Transcribe the data exactly, stopping after the "let z = z_min" line.

• [Dataset]
##########

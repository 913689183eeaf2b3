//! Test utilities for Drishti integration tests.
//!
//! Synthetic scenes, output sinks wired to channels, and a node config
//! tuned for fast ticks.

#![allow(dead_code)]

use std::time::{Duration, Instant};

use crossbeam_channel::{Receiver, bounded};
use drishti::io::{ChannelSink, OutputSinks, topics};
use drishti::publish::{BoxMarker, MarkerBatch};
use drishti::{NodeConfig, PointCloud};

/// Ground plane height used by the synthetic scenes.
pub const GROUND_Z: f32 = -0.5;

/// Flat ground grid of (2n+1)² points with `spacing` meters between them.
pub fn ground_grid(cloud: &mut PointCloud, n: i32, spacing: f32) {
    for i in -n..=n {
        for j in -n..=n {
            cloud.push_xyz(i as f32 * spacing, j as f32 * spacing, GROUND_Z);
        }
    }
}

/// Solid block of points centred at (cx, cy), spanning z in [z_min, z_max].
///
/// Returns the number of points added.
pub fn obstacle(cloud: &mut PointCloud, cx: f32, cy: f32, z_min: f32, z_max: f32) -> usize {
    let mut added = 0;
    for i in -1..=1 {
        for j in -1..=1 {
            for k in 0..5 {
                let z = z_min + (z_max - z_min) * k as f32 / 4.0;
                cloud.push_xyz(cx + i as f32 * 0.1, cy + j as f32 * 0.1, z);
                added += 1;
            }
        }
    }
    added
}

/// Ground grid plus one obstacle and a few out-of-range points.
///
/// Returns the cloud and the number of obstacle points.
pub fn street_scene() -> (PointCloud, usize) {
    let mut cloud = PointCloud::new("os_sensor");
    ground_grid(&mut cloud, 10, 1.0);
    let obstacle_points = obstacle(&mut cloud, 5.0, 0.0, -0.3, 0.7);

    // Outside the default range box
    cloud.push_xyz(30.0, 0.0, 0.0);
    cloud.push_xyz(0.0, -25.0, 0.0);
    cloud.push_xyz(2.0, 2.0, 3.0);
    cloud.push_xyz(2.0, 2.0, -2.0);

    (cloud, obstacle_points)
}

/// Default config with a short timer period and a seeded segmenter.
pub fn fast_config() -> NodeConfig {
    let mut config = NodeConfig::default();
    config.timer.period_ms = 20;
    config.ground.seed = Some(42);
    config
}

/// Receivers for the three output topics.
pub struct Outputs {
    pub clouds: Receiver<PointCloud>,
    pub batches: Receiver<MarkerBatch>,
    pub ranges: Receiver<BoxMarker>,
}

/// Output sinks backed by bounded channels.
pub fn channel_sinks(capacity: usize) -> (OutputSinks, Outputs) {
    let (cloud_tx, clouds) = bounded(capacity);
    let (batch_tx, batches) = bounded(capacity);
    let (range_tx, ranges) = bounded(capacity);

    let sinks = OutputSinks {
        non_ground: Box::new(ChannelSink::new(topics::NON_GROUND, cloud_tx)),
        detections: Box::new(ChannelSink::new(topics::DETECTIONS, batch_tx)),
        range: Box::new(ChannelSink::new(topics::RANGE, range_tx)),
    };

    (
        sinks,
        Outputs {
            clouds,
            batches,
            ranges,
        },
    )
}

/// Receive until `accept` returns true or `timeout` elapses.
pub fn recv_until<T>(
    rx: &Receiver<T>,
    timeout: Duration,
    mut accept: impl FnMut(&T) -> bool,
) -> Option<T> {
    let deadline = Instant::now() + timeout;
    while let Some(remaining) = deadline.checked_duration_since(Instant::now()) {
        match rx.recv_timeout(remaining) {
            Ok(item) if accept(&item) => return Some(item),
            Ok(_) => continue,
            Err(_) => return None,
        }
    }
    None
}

##########

• [Solution to this exercise]
repository 913689183eeaf2b3
//! Test utilities for Drishti integration tests.
//!
//! Synthetic scenes, output sinks wired to channels, and a node config
//! tuned for fast ticks.

#![allow(dead_code)]

use std::time::{Duration, Instant};

use crossbeam_channel::{Receiver, bounded};
use drishti::io::{ChannelSink, OutputSinks, topics};
use drishti::publish::{BoxMarker, MarkerBatch};
use drishti::{NodeConfig, PointCloud};

/// Ground plane height used by the synthetic scenes.
pub const GROUND_Z: f32 = -0.5;

/// Flat ground grid of (2n+1)² points with `spacing` meters between them.
pub fn ground_grid(cloud: &mut PointCloud, n: i32, spacing: f32) {
    for i in -n..=n {
        for j in -n..=n {
            cloud.push_xyz(i as f32 * spacing, j as f32 * spacing, GROUND_Z);
        }
    }
}

/// Solid block of points centred at (cx, cy), spanning z in [z_min, z_max].
///
/// Returns the number of points added.
pub fn obstacle(cloud: &mut PointCloud, cx: f32, cy: f32, z_min: f32, z_max: f32) -> usize {
    let mut added = 0;
    for i in -1..=1 {
        for j in -1..=1 {
            for k in 0..5 {
                let z = z_min + (z_max - z_min) * k as f32 / 4.0;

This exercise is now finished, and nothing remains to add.